GM’s 3rd-Quarter Profit Declines; Chrysler Posts Healthy Gain

(Los Angeles Times/MCT) —

General Motors Co. said its profit fell in the third quarter, but the automaker’s results also demonstrated that its troubled European operations are improving.

GM’s profit fell 53 percent to $698 million in the quarter, compared with the same period a year earlier.

The decline came from weaker earnings in some overseas markets and special charges generated by the repurchase of preferred stock from a health care trust for UAW union retirees.

Revenue grew 4 percent to $39 billion.

“We made gains in the third quarter as we improved our North American margins and increased our global share on the strength of our Chevrolet brand,” said Dan Akerson, GM’s chief executive.

The automaker’s profit margin in North America hit 9.3 percent, the highest in two years. GM is trying to inch its profit margin in the region to 10 percent.

GM’s operating profit in North America grew 28 percent to $2.2 billion.
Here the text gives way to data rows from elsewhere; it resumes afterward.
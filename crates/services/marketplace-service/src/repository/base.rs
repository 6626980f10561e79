//! Shared primary-key helpers used by every store.
//!
//! All marketplace tables use an `i32` surrogate key, except the
//! user/skill association which has its own composite-key queries.

use sea_orm::{DatabaseConnection, EntityTrait, PrimaryKeyTrait};

use common::{AppError, AppResult};

/// Find one row by primary key.
pub(crate) async fn find_by_id<E>(db: &DatabaseConnection, id: i32) -> AppResult<Option<E::Model>>
where
    E: EntityTrait,
    <E::PrimaryKey as PrimaryKeyTrait>::ValueType: From<i32>,
{
    E::find_by_id(id).one(db).await.map_err(AppError::from)
}

/// Find one row by primary key, failing with `NotFound` when absent.
pub(crate) async fn get_by_id<E>(db: &DatabaseConnection, id: i32) -> AppResult<E::Model>
where
    E: EntityTrait,
    <E::PrimaryKey as PrimaryKeyTrait>::ValueType: From<i32>,
{
    find_by_id::<E>(db, id).await?.ok_or(AppError::NotFound)
}

/// Delete one row by primary key.
///
/// Dependents are governed by the foreign-key actions in the schema:
/// a restricted reference surfaces as `ConstraintViolation`.
pub(crate) async fn delete_by_id<E>(db: &DatabaseConnection, id: i32) -> AppResult<()>
where
    E: EntityTrait,
    <E::PrimaryKey as PrimaryKeyTrait>::ValueType: From<i32>,
{
    let result = E::delete_by_id(id).exec(db).await.map_err(AppError::from)?;

    if result.rows_affected == 0 {
        return Err(AppError::NotFound);
    }

    Ok(())
}
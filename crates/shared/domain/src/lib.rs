//! Domain layer - Marketplace entities and value objects.
//!
//! This crate contains the plain data shapes of the skill marketplace
//! (users, skills, listings, transactions, reviews) with no database
//! dependency. Persistence lives in the marketplace service crate.

pub mod constants;
pub mod error;
pub mod listing;
pub mod password;
pub mod review;
pub mod skill;
pub mod transaction;
pub mod user;
pub mod validation;

pub use constants::*;
pub use error::{DomainError, DomainResult};
pub use listing::{Listing, ListingChanges, NewListing};
pub use password::Password;
pub use review::{NewReview, Review, ReviewChanges};
pub use skill::{NewSkill, Skill, SkillChanges, SkillHolder, SkillProficiency, UserSkill};
pub use transaction::{NewTransaction, Transaction, TransactionStatus};
pub use user::{NewUser, User, UserChanges};
pub use validation::validate_input;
“In North America, General Motors has seen its Buick and Cadillac brands continue to post double-digit sales increases, while its mass-market Chevrolet brand has lagged the market’s overall growth,” said Jack Nerad, an analyst with auto information company Kelley Blue Book.

Losses in Europe narrowed to $214 million from a deficit of $487 million. The automaker said it hopes to break even in the region by mid-decade.

GM saw profits from its international operation, which includes the key Chinese market, fall 61 percent to $299 million.

Overall, GM results from regions besides North America were better than expected and dispelled “the potential for a step-back in turnaround efforts outside the U.S.,” said Brian Johnson, an analyst with Barclays Capital Inc.

Meanwhile, Chrysler Group said its third-quarter earnings grew 22 percent to $464 million. The third quarter was the automaker’s ninth consecutive quarter of positive net income. Revenue grew 13.5 percent to $17.6 billion, helped by sales of the company’s Jeep Grand Cherokee and Ram pickup trucks.

While the results were good, Kelley Blue Book analysts said that Chrysler still needs to broaden its product range so that it is not so reliant on trucks.

They also noted that the company needs to replace aging models such as the Chrysler 200 and Dodge Avenger.